-- Saved entries --
-------

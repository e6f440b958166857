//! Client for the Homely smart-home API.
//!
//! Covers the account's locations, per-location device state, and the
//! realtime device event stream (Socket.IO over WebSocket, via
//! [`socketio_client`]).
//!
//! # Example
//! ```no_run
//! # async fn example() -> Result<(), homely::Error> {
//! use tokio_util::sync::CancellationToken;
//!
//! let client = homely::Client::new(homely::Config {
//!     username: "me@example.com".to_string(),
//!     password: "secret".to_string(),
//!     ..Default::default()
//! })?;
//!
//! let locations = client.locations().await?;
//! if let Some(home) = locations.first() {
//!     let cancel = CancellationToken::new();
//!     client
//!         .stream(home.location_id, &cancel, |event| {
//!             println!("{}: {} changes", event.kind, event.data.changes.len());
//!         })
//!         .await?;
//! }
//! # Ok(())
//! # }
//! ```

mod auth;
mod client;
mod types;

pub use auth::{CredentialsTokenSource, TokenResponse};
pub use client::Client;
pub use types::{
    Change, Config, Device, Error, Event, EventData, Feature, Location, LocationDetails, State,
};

-------

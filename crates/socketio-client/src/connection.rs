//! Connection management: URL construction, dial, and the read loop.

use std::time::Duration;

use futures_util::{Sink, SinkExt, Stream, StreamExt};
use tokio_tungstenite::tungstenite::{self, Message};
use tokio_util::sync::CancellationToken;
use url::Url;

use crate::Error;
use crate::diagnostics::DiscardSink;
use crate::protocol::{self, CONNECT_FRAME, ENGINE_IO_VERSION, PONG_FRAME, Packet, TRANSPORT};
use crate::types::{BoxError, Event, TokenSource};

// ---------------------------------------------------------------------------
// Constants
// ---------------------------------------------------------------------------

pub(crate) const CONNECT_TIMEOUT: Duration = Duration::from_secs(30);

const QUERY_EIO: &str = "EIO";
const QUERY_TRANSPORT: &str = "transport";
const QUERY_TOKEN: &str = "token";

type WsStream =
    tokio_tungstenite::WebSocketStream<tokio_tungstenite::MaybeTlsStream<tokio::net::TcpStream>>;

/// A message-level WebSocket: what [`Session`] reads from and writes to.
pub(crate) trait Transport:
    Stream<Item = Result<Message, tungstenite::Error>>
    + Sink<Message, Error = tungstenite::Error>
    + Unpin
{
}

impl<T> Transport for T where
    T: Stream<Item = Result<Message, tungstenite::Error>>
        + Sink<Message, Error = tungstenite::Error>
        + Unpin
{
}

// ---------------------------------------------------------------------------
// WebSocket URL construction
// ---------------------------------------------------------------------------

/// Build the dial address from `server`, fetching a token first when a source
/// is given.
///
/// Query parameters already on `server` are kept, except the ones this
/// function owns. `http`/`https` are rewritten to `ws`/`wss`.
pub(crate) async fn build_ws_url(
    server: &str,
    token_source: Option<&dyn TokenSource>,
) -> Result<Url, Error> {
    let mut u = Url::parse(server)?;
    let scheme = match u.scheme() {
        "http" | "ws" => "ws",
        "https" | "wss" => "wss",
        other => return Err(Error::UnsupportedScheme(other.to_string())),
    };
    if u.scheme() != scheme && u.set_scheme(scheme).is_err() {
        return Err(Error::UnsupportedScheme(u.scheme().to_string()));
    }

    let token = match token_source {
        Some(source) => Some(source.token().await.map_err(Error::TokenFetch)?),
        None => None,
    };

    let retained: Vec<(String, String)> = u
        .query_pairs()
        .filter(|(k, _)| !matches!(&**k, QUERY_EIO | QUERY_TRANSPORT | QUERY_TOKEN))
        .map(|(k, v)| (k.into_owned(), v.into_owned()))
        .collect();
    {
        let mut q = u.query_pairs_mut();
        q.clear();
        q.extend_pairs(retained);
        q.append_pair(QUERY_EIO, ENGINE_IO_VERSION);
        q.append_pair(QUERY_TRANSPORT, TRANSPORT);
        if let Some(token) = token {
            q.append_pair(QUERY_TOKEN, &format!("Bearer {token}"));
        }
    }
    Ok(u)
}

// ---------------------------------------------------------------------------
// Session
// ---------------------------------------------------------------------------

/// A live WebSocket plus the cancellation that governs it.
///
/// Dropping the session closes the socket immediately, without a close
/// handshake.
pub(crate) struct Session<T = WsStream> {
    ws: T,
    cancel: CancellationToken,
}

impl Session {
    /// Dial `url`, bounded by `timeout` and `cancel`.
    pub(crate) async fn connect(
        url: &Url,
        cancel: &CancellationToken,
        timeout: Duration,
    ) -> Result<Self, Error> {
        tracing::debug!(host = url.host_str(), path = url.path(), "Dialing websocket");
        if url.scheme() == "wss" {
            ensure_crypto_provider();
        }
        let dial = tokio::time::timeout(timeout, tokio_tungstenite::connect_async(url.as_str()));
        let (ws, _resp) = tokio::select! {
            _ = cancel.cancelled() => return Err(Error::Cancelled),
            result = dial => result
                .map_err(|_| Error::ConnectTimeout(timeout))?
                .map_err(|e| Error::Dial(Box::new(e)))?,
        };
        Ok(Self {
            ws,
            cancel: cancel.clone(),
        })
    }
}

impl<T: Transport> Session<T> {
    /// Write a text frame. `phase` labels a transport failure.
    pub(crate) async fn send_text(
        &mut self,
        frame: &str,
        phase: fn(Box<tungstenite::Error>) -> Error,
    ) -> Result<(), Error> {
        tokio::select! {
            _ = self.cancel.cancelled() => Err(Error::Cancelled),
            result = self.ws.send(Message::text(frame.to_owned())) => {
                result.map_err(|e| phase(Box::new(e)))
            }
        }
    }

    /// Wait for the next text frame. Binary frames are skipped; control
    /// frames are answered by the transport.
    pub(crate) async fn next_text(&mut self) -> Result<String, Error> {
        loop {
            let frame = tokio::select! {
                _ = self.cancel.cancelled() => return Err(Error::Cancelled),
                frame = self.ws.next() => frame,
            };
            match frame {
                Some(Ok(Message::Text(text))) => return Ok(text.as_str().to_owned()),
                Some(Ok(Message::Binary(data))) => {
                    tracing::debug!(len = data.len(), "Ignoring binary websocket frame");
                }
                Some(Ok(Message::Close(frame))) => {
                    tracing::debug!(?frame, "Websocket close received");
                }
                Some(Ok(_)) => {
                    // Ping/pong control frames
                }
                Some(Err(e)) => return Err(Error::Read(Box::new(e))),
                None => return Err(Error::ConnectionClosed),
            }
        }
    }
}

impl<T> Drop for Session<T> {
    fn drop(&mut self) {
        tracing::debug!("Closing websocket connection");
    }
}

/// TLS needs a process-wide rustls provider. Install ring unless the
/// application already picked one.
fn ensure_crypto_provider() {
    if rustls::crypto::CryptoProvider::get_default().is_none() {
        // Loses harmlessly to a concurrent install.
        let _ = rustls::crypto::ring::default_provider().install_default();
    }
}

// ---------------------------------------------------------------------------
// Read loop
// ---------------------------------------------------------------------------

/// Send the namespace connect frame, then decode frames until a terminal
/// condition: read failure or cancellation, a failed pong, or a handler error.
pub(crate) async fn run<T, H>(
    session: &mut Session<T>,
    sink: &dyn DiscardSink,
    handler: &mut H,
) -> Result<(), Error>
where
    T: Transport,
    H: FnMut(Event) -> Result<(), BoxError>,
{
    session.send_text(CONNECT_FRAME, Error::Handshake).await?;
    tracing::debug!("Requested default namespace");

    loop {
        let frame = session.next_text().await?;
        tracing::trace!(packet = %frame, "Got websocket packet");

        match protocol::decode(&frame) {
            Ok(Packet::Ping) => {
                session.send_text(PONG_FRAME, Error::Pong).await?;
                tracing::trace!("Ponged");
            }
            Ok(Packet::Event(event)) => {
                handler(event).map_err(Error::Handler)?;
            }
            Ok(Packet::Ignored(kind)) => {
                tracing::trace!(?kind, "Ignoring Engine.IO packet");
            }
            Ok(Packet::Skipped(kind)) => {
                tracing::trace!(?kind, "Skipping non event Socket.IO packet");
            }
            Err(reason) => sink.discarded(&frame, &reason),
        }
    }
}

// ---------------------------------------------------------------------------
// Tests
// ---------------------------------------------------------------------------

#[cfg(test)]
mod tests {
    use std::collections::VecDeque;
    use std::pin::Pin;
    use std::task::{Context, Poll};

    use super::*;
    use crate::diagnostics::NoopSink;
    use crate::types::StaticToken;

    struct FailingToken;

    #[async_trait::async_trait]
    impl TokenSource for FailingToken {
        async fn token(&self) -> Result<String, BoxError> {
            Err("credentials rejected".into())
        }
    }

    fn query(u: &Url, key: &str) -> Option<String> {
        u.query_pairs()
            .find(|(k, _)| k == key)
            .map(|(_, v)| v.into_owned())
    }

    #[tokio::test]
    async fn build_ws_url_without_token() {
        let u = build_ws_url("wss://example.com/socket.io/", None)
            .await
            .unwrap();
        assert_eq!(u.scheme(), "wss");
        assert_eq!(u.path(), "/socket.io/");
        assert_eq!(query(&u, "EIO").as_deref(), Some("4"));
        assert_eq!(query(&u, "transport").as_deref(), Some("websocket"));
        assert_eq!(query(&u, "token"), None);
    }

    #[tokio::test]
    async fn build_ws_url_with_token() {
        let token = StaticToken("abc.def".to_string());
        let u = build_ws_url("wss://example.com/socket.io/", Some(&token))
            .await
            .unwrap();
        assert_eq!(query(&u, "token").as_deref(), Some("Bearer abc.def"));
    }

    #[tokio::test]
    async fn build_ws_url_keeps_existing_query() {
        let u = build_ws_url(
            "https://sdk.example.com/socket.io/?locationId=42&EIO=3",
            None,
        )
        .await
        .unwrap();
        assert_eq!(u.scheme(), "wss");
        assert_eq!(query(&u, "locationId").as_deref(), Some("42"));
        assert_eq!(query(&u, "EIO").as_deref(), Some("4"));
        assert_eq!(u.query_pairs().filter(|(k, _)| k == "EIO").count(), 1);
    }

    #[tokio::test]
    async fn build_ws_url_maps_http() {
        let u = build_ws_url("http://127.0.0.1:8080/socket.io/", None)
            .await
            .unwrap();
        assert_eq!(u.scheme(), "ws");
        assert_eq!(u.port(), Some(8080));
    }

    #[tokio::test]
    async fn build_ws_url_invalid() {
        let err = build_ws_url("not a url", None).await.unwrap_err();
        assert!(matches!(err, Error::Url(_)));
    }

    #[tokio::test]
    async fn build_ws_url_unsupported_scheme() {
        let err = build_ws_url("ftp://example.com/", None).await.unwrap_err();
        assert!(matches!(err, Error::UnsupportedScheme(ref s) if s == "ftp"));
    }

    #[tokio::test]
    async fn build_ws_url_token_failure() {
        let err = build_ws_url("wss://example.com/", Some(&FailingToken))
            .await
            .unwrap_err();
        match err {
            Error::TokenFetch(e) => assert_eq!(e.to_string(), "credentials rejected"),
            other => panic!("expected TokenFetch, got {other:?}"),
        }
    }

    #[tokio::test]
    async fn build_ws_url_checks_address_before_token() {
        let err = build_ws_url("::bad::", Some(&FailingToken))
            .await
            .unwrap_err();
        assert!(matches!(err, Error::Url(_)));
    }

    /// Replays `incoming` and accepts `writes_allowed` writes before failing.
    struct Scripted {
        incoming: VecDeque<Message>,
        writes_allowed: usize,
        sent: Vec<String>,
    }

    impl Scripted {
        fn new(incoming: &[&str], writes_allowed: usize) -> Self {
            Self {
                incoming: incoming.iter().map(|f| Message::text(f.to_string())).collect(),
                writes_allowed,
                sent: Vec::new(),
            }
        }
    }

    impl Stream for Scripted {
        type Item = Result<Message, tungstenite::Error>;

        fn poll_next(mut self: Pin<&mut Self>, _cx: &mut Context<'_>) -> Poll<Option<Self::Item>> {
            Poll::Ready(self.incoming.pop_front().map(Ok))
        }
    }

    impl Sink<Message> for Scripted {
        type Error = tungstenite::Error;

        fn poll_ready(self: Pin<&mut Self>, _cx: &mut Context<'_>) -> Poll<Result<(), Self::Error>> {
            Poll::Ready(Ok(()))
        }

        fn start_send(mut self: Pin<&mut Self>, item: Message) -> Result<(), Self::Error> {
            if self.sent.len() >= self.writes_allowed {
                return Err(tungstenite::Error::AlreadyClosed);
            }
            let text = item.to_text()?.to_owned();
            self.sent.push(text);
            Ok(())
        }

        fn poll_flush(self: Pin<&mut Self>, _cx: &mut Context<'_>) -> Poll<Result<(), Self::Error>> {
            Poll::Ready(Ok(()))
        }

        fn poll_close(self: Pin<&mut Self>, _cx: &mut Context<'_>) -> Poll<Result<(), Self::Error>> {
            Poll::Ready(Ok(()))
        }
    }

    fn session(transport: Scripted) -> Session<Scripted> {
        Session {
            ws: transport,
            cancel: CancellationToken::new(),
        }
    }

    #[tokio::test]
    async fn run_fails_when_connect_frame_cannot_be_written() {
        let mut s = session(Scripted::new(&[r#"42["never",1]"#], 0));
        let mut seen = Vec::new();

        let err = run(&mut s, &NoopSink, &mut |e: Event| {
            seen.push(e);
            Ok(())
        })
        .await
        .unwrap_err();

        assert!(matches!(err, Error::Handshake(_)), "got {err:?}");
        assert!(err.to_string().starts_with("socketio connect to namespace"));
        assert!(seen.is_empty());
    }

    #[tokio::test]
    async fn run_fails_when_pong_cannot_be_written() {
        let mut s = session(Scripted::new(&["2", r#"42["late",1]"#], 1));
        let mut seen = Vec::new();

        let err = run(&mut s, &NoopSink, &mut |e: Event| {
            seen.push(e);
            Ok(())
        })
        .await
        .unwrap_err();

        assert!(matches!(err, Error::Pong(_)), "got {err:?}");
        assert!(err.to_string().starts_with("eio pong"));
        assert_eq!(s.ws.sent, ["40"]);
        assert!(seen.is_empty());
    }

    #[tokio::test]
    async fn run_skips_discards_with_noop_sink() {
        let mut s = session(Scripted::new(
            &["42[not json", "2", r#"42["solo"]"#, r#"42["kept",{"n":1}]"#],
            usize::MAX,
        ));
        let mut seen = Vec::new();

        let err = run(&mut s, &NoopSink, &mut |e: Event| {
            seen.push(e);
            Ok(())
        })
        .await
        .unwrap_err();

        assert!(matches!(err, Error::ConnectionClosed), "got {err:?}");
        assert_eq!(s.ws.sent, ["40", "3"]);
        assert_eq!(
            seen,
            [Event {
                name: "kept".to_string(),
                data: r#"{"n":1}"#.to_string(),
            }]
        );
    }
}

-------

-- WORK TO BE COMPLETED --
Scan the data above for the word "kind". Copy every line in which it is found.

-- EXPECTED OUTPUT --
//!             println!("{}: {} changes", event.kind, event.data.changes.len());
            Ok(Packet::Ignored(kind)) => {
                tracing::trace!(?kind, "Ignoring Engine.IO packet");
            Ok(Packet::Skipped(kind)) => {
                tracing::trace!(?kind, "Skipping non event Socket.IO packet");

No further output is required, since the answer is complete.